- Release poster
- Directed by: Mahesh Gowda
- Written by: Mahesh Gowda
- Produced by: Ramgopal Y. M.
- Starring: Ganesh Aditi Prabhudeva; Megha Shetty; Rachana Inder;
- Cinematography: Jai Anand
- Edited by: K. M. Prakash
- Music by: Sai Karthik
- Production company: Krupalu Entertainments
- Release date: 25 November 2022;
- Country: India
- Language: Kannada

= Triple Riding =

2022 romantic comedy film

Triple Riding (also known as Tribble Riding) is a 2022 Indian Kannada-language romantic comedy film directed by Mahesh Gowda and produced by Ramgopal Y. M. under Krupalu Entertainments. The film stars Ganesh, Aditi Prabhudeva, Megha Shetty and Rachana Inder, alongside P. Ravi Shankar, Sharath Lohithaswa, Shobaraj, Sadhu Kokila and Rangayana Raghu. The music was composed by Sai Karthik, while cinematography and editing were handled by Jai Anand and K. M. Prakash.
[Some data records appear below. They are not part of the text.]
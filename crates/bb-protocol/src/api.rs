//! Request and response bodies for the HTTP service.

use serde::{Deserialize, Serialize};

use crate::intent::Intent;
use crate::severity::InfectionLevel;

/// One ranked output of the external image classifier.
#[derive(Debug, Clone, PartialEq, Serialize, Deserialize)]
pub struct Prediction {
    /// Condition name, e.g. "Leaf_Rot".
    pub label: String,
    /// Confidence in percent (0-100).
    pub confidence: f64,
}

/// Classifier output submitted for a session.
#[derive(Debug, Clone, Serialize, Deserialize)]
pub struct PredictRequest {
    /// Session to update. Absent means the shared default session.
    #[serde(default, skip_serializing_if = "Option::is_none")]
    pub session_id: Option<String>,
    /// Ranked predictions, any order.
    pub predictions: Vec<Prediction>,
}

#[derive(Debug, Clone, Serialize, Deserialize)]
pub struct PredictResponse {
    pub session_id: String,
    /// At most three predictions, highest confidence first.
    pub top_predictions: Vec<Prediction>,
    pub severity: InfectionLevel,
    pub advice: String,
    pub status: String,
}

/// A chat message from the user.
#[derive(Debug, Clone, Serialize, Deserialize)]
pub struct ChatRequest {
    #[serde(default, skip_serializing_if = "Option::is_none")]
    pub session_id: Option<String>,
    #[serde(default)]
    pub message: String,
}

#[derive(Debug, Clone, Serialize, Deserialize)]
pub struct ChatResponse {
    pub reply: String,
    /// Matched intent. `None` when the fallback reply was used.
    pub intent: Option<Intent>,
}

#[derive(Debug, Clone, Serialize, Deserialize)]
pub struct SessionCreated {
    pub session_id: String,
}

/// Current diagnosis held for a session. Both fields are null together.
#[derive(Debug, Clone, PartialEq, Serialize, Deserialize)]
pub struct DiagnosisView {
    pub label: Option<String>,
    pub confidence: Option<f64>,
}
Triple Riding was released on 25 November 2022 and received mixed reviews from critics.

== Plot ==
Ram, a vagabond working in various job fields, lives a happy life with his father, a lawyer. One day, Ram meets Ramya, the daughter of a rich business tycoon Devendra Shetty, and they gradually fall for each other. Ramya asks Ram to help Dr. Rakshitha elope from her father MLA Soorappa, who has fixed a wedding alliance with Home Minister's son Rahul. Ram reluctantly agrees, where he masquerades as Dr. Mahesh and joins a hospital where Rakshitha works. Having helped Rakshitha escape from her family, Ram learns that Ramya never loved him and used him to help her reunite with Rahul, as they loved each other. Rakshitha also elopes with her boyfriend, Dr. Prem, a surgeon. Thrown in a fix, Ram escapes to Chikmaglur to stay with his father's friend Suryanarayana, where he meets Radhika, Suryanarayana's daughter. Radhika befriends Ram and learns about his problems. When Radhika proposes to Ram, he rejects her, but later accepts after seeing her willingness to sacrifice herself for him. A series of comedic sequences ensues in which Ram clears Soorappa and Shetty's misunderstandings and happily marries Radhika.

== Production ==
The film began production in December 2019. Aditi Prabhudeva, Megha Shetty and Rachana Inder were announced as the three heroines. The first schedule was held at Mysuru in October 2020. The film was shot in Bangalore, Chikkamagalore and Sakaleshpur.

== Soundtrack ==
The songs are composed by Sai Karthik.
- "Yatta Yatta" - Chandan Shetty, Mangli
- "Sotheya Hrudaya" - Anuradha Bhat
- "Ee Hosa Sudina" - Anuradha Bhat
- "Twinkle Twinkle Little Star" - Vijay Prakash
- "Nijave Athava" - Sonu Nigam
- "Triple Riding Theme Music 1" - N/A
- "Triple Riding Theme Music 2" - Sai Karthik

== Reception ==
=== Critical response ===
Y. Maheswara Reddy of Bangalore Mirror gave 3.5/5 stars and wrote "Triple Riding would have been better had the director reduced the duration of the movie by at least 15 minutes." Harish Basavarajaiah of The Times of India gave 3/5 stars and wrote "For those who love comedy films, this would be a perfect weekend treat." A. Sharadhaa of The New Indian Express gave 2.5/5 stars and wrote "Tribble Riding is a tasteful comedy entertainer and an equally good romance. Interestingly this fun film has an underline message too." M. V. Vivek of Deccan Herald gave 1.5/5 stars and wrote "Triple Riding is a film that makes you go numb with its sheer lack of freshness." Prathibha Joy of OTTplay gave 1.5/5 stars and wrote "This is a ride that you may want to miss. Triple Riding is an offence, you see!" Muralidhara Khajane of The Hindu wrote "It is unfortunate that in the name of appeasing fans, filmmakers write scripts like these that offer stars nothing new to experiment with."